■ **Action item**
Take from the data every line in which the word "fill" is found.

■ **Given data**
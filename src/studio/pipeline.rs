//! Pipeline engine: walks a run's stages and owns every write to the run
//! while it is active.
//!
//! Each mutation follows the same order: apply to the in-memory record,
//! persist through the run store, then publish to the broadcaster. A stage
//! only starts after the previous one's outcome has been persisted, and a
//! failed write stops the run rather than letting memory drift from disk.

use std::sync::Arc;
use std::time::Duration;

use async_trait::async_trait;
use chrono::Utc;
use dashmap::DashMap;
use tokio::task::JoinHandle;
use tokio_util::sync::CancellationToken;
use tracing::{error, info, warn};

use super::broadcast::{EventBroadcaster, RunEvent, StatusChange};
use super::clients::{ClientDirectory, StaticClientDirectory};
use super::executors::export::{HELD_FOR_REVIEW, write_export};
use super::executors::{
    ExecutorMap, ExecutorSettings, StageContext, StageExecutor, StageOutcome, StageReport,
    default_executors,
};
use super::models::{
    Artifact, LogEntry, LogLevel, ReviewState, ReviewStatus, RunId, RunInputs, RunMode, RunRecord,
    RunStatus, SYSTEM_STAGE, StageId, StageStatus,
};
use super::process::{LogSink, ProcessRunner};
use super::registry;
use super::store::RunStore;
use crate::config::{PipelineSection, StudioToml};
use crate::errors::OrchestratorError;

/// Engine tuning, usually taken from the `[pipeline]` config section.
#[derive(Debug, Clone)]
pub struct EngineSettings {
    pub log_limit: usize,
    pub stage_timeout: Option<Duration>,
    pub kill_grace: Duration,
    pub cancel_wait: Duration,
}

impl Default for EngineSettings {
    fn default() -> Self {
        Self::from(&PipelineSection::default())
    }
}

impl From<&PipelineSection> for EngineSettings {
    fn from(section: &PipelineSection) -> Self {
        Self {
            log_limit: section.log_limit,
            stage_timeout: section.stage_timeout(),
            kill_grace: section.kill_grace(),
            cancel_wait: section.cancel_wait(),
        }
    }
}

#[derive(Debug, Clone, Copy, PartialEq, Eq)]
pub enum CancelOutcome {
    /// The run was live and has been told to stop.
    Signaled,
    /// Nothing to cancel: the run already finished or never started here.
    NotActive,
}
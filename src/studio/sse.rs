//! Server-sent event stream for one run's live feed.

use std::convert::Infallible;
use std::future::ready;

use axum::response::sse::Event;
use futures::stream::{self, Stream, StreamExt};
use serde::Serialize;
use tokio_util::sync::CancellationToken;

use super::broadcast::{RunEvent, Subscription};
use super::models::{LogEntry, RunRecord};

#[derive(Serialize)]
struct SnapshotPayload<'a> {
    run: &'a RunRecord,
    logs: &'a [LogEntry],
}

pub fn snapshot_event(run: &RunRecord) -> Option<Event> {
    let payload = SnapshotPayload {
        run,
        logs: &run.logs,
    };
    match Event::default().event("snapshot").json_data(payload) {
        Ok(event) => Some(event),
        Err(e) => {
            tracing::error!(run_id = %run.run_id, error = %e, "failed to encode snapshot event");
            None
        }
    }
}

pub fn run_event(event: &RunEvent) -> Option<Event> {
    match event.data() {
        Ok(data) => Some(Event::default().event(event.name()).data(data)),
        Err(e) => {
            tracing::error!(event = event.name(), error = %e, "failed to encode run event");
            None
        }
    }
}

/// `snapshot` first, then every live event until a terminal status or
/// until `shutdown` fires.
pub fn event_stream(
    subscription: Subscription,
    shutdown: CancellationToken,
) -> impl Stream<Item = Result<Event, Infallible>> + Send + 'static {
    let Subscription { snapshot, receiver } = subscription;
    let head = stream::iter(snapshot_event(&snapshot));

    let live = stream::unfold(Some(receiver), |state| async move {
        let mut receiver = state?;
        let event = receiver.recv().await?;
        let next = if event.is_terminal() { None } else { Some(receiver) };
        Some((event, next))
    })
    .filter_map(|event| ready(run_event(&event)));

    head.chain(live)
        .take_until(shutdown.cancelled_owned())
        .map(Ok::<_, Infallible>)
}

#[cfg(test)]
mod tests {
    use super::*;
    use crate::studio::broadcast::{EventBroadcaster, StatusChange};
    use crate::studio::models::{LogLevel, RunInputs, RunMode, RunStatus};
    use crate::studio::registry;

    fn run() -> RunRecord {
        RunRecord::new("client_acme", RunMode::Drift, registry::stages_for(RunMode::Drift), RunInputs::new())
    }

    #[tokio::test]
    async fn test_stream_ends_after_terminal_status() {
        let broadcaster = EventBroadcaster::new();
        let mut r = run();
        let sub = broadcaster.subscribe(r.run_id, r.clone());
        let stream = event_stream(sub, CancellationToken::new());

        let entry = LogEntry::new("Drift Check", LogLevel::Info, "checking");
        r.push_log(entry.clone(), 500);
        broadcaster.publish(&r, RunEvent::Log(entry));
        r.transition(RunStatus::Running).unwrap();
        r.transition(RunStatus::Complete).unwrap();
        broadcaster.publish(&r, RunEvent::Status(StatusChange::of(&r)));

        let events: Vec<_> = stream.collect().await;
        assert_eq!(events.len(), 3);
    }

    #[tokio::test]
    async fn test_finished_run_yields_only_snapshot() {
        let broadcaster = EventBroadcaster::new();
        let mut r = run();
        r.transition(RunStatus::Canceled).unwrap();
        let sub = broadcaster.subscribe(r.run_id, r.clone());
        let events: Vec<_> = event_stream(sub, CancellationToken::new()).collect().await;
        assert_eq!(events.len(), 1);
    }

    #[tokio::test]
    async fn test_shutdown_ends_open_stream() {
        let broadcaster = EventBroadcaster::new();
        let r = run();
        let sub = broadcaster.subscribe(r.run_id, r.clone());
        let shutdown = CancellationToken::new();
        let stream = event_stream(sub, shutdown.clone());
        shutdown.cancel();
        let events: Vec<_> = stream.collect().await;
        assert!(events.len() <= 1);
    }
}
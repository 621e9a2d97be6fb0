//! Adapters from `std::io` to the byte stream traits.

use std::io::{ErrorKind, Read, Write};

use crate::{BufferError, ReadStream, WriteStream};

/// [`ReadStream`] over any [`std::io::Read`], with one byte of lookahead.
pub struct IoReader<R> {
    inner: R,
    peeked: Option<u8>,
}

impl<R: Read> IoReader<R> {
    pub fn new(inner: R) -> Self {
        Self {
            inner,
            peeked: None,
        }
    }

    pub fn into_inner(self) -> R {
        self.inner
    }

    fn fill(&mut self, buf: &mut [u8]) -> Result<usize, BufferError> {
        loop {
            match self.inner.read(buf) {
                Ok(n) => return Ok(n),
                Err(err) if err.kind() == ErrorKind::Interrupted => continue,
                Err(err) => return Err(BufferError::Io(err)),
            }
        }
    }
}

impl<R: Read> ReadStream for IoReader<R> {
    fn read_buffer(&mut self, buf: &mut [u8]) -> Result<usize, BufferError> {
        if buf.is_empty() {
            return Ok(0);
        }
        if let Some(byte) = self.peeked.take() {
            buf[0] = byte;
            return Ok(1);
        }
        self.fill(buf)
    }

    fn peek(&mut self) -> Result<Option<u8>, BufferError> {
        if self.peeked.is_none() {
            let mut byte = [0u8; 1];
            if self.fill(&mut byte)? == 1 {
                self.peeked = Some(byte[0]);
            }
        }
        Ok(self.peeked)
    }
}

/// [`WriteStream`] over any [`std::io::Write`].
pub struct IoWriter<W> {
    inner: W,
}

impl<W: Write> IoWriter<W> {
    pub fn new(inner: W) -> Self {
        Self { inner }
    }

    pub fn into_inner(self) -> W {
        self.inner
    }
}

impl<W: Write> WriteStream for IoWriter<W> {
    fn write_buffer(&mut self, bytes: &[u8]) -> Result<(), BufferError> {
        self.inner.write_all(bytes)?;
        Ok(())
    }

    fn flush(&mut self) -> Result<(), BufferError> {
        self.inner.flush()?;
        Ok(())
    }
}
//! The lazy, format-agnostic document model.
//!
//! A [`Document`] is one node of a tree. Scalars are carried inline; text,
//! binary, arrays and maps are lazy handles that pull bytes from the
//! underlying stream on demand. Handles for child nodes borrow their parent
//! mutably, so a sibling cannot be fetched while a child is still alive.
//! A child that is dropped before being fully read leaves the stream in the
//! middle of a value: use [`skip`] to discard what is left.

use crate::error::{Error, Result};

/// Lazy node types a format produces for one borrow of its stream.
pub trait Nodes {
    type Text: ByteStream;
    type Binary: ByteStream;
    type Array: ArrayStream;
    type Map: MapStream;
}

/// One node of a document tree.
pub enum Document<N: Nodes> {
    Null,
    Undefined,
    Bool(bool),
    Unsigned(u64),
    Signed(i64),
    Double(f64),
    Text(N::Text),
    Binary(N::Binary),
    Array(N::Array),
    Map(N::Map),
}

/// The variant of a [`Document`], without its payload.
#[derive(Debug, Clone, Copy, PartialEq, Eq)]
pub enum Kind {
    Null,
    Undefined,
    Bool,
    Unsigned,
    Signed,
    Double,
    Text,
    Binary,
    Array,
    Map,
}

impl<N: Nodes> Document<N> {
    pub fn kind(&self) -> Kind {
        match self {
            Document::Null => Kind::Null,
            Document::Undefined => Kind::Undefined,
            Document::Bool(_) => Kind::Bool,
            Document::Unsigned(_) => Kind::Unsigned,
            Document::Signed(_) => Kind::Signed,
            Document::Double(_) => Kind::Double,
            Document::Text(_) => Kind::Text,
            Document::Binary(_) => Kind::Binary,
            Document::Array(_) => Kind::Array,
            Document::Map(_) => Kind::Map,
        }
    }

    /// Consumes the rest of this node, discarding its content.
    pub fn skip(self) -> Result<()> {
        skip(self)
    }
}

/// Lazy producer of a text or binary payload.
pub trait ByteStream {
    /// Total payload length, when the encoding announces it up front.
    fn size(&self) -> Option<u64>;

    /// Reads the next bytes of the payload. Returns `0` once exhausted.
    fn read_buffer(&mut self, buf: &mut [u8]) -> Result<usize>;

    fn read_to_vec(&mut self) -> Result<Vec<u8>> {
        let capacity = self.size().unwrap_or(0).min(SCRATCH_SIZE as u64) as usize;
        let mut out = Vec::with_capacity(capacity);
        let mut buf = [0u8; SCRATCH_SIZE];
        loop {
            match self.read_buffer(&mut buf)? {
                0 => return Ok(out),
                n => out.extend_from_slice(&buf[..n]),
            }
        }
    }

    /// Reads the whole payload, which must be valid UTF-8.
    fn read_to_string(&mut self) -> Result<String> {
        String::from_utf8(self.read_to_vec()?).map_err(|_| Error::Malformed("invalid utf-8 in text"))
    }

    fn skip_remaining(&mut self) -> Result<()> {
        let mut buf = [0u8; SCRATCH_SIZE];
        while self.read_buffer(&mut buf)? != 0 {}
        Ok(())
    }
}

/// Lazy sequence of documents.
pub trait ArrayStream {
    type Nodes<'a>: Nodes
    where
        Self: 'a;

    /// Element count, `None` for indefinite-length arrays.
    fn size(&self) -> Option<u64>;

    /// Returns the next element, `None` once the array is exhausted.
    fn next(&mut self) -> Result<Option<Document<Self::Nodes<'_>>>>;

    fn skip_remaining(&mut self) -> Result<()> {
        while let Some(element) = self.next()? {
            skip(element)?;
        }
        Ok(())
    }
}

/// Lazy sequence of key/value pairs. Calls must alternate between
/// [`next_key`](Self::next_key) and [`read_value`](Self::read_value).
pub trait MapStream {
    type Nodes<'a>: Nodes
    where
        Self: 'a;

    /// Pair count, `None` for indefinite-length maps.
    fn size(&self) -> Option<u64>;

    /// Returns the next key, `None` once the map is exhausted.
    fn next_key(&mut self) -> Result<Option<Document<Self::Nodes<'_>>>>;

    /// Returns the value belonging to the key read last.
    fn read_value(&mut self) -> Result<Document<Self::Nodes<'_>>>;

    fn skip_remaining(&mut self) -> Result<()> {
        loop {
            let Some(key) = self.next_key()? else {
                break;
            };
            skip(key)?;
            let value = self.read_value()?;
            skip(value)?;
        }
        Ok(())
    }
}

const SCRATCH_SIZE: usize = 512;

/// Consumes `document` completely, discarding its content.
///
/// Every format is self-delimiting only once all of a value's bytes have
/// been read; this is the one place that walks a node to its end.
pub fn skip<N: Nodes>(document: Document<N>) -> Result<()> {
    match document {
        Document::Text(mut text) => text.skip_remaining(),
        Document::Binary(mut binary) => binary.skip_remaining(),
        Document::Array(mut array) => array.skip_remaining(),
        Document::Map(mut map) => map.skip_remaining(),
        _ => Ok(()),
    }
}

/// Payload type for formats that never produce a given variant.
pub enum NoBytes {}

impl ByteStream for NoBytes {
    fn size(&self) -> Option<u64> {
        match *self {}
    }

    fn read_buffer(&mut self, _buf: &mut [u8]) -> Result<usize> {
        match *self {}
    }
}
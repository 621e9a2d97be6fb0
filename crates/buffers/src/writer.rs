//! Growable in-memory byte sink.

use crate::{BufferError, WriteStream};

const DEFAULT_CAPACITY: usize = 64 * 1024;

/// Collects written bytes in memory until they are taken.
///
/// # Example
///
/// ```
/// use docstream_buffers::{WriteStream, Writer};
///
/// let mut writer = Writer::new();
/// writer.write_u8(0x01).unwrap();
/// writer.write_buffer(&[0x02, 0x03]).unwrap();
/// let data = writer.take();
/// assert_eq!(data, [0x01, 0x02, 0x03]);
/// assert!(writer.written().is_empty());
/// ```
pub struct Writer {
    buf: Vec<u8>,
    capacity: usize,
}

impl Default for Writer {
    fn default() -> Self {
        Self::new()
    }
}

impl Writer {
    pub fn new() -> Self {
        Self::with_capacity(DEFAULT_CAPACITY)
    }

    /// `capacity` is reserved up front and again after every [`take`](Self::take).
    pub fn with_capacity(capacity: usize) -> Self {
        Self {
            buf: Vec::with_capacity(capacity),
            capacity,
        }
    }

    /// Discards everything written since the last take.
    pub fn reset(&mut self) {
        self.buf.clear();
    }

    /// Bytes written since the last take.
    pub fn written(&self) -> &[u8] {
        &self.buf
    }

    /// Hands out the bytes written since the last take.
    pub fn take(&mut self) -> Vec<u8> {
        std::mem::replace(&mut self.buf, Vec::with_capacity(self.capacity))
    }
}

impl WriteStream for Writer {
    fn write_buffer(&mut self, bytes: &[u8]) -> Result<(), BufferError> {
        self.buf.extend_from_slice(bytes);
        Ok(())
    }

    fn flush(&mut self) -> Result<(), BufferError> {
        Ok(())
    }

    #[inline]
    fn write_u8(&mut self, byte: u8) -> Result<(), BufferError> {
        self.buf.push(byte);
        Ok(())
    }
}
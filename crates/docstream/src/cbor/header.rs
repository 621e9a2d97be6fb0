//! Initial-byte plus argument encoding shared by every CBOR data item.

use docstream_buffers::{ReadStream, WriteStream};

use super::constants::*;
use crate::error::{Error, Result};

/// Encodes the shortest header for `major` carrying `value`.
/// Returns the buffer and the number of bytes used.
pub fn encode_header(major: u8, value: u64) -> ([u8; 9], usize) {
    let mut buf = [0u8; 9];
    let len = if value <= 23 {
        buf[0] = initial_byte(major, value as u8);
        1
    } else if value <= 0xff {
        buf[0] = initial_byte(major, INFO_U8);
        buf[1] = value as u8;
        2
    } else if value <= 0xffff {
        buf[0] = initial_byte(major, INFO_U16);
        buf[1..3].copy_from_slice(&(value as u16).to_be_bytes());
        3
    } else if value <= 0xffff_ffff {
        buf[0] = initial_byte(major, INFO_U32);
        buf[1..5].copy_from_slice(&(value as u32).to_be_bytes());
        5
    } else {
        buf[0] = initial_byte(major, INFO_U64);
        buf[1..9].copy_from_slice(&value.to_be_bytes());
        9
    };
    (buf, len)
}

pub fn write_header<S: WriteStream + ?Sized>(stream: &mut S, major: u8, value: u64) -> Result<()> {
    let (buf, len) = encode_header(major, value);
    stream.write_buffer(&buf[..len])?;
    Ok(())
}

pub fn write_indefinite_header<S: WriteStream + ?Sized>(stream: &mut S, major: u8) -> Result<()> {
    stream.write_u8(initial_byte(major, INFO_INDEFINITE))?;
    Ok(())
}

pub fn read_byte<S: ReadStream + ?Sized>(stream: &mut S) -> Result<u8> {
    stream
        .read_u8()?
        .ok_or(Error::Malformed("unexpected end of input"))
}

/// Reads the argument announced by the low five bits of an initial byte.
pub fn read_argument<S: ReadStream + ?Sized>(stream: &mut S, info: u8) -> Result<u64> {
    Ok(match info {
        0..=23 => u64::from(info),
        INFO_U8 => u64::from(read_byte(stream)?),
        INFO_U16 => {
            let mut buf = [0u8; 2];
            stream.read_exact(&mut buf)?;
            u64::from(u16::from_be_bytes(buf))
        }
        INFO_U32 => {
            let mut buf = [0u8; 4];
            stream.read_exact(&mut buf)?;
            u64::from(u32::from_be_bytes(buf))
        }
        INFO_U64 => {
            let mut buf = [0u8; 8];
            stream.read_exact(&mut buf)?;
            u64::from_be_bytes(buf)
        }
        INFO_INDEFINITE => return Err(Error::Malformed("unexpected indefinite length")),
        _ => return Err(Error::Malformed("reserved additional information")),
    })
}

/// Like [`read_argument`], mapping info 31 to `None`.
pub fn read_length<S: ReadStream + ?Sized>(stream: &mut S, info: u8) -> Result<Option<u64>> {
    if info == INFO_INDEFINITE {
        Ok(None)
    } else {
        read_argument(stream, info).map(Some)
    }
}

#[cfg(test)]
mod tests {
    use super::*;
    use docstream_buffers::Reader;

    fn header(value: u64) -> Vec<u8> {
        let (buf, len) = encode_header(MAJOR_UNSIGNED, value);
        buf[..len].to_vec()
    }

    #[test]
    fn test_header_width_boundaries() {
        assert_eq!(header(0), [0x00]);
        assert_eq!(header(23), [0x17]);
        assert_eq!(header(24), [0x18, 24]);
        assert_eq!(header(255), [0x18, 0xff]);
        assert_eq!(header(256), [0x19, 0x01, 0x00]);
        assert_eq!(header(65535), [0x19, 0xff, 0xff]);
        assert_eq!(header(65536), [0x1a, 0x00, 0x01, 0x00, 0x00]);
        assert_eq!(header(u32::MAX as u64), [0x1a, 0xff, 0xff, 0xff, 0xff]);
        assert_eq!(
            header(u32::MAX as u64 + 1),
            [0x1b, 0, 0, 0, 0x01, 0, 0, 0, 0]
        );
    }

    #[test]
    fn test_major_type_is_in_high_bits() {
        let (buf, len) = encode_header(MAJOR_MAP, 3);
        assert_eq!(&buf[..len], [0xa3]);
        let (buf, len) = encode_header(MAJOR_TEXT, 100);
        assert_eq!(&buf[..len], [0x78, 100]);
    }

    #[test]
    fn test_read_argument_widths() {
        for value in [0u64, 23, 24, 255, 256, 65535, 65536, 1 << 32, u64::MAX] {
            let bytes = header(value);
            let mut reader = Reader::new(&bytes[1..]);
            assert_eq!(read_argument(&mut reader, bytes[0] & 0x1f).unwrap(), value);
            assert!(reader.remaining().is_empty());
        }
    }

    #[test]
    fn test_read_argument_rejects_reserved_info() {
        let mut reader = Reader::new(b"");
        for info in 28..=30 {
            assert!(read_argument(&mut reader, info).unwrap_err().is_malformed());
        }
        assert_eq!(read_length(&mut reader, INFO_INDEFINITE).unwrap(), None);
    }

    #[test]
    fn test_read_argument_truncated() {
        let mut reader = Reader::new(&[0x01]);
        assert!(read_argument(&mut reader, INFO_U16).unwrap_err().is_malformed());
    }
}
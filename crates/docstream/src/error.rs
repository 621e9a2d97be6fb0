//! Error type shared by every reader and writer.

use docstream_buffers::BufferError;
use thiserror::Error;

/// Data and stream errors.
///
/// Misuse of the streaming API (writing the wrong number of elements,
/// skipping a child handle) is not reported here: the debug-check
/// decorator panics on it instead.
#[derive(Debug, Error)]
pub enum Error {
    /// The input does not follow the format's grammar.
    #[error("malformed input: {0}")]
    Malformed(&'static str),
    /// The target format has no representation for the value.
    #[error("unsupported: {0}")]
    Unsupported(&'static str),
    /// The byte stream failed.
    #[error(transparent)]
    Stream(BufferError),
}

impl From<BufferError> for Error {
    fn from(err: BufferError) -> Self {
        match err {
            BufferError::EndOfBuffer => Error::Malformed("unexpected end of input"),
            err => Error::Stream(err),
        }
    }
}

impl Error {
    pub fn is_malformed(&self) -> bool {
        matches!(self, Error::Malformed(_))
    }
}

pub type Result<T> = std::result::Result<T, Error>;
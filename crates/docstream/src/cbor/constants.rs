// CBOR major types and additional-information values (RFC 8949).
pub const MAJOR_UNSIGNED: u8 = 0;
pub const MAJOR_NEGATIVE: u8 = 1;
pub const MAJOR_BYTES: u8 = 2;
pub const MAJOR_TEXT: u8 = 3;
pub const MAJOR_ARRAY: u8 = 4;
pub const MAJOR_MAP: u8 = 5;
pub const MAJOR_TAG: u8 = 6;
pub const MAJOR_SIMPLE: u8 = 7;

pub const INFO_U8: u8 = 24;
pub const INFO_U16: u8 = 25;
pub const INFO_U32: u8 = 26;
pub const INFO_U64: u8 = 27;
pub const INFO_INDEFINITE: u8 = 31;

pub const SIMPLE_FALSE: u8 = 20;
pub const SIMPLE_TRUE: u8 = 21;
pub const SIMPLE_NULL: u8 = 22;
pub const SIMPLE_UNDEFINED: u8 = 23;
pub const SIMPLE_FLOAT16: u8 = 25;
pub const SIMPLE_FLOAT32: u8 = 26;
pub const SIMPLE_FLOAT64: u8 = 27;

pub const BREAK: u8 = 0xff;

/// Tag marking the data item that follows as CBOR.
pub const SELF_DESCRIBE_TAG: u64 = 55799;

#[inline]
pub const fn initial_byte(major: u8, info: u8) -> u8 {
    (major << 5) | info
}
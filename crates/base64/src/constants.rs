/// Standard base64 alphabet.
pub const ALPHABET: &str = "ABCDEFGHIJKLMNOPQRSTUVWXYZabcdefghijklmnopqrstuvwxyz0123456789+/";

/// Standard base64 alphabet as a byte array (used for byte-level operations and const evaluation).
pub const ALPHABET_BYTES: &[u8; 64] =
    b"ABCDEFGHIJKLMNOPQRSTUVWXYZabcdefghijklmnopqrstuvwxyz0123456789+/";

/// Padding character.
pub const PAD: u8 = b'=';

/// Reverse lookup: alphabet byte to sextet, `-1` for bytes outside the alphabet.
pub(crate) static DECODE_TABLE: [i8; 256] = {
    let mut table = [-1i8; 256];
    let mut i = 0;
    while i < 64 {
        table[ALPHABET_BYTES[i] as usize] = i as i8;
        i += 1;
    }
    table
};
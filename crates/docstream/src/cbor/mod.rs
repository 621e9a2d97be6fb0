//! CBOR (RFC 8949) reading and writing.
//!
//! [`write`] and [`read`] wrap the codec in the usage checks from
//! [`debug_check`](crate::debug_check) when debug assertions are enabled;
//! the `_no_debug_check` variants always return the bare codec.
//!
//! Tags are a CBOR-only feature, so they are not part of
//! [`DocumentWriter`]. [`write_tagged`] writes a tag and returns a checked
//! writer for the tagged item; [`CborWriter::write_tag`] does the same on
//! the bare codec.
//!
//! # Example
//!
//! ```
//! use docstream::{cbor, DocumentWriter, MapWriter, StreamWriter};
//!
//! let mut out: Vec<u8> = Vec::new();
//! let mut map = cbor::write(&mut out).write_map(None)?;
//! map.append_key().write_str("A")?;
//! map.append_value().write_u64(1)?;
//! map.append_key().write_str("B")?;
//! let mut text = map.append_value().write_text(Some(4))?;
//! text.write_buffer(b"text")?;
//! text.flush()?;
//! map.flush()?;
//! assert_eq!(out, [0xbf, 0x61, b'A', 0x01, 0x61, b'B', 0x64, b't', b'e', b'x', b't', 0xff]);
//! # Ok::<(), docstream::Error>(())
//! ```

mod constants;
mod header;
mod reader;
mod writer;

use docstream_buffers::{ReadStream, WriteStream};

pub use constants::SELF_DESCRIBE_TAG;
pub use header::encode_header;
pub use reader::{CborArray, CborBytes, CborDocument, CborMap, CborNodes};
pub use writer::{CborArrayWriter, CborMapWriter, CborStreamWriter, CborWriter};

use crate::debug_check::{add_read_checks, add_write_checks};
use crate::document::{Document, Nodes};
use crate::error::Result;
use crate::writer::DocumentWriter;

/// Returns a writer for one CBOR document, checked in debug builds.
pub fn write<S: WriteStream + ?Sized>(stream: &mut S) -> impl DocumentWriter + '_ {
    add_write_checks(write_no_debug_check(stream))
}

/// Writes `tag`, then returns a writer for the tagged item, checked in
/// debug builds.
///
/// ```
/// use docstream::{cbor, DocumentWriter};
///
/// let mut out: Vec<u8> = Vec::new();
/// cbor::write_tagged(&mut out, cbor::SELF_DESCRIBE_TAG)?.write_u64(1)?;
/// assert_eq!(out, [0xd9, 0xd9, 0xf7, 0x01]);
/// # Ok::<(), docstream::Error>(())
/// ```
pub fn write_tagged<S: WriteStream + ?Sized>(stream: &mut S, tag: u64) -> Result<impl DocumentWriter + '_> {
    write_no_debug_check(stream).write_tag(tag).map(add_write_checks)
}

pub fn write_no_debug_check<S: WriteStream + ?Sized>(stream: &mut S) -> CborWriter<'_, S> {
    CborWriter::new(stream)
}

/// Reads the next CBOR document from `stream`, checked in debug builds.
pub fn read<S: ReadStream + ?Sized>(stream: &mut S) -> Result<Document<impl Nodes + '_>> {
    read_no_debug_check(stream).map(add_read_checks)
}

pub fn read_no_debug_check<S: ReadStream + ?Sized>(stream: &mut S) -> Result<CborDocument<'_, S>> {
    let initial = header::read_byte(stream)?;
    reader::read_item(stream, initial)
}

■ **Exercise answer**
    fn fill(&mut self, buf: &mut [u8]) -> Result<usize, BufferError> {
        self.fill(buf)
            if self.fill(&mut byte)? == 1 {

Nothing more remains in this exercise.